Nov 14, 2013 – 5 weeks since Rosie passed away
I’ m still reading all the memorial posts – the number of people touched by tiny Rosie astounds me. It is week five (yes, I am still counting minutes) and I am still putting things in my shopping cart she no longer needs and still thinking of fun things to do with her only to remember that isn’t going to happen.
Many of you have written to me or to my friends concerned that I look tired in the photos posted from the memorial here in Los Angeles. Your concern is truly appreciated, it’s true I am tired and wounded, and I know that I Iook it; however, the bigger issue is that I’ve never liked being photographed or being in the spotlight. Look at a photo of me with Rosie, then look at a photo of me without her…there is a huge difference. With her in my arms, I thought we could move mountains, without her…well, without her I don’t like moving myself to the mailbox.
I was sitting here this evening feeling so down without Rosie and so useless. There have been so many hoarding cases this week – it is daunting. Instead of moving forward, I was scrolling through photos of Rosie and crying. Then my phone rang and I received a call from a stranger – a wonderful woman who also adopted an unusual dog and is educating people about love and acceptance of the perfectly imperfect souls like Rosie. She was such a joy to speak to and really gave me the ability to look at things from a more positive perspective. I am extremely grateful to her for that conversation.

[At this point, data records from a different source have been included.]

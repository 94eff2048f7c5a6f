//! GraphQL client functionality for the tasklist API
//!
//! This crate provides the request/response envelope, the transport seam the
//! task facade sends through, an HTTP transport built on reqwest, an offline
//! mock transport, and the client providers that hand out transport handles.

pub mod config;
pub mod errors;
pub mod mock;
pub mod provider;
pub mod transport;
pub mod types;

// Re-export main types for convenience
pub use config::HttpTransportConfig;
pub use errors::ClientError;
pub use mock::MockTransport;
pub use provider::{ClientProvider, HttpClientProvider, StaticClientProvider, StaticToken, TokenSource};
pub use transport::{GraphqlTransport, HttpTransport};
pub use types::{GraphqlError, GraphqlRequest, GraphqlResponse, OperationKind};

Rosie was going to do a Santa photo event again this Christmas to support the mobile spay and neuter unit here. I am broken hearted that we won’t be able to do that but I am working on something Rosie-related that we can use to raise money for the organization providing this service. I truly believe a lot of the hoarding cases begin with one or two intact animals and it balloons out of control. If we can provide access to low cost services, we can quite possibly avoid a future hoarding scenario.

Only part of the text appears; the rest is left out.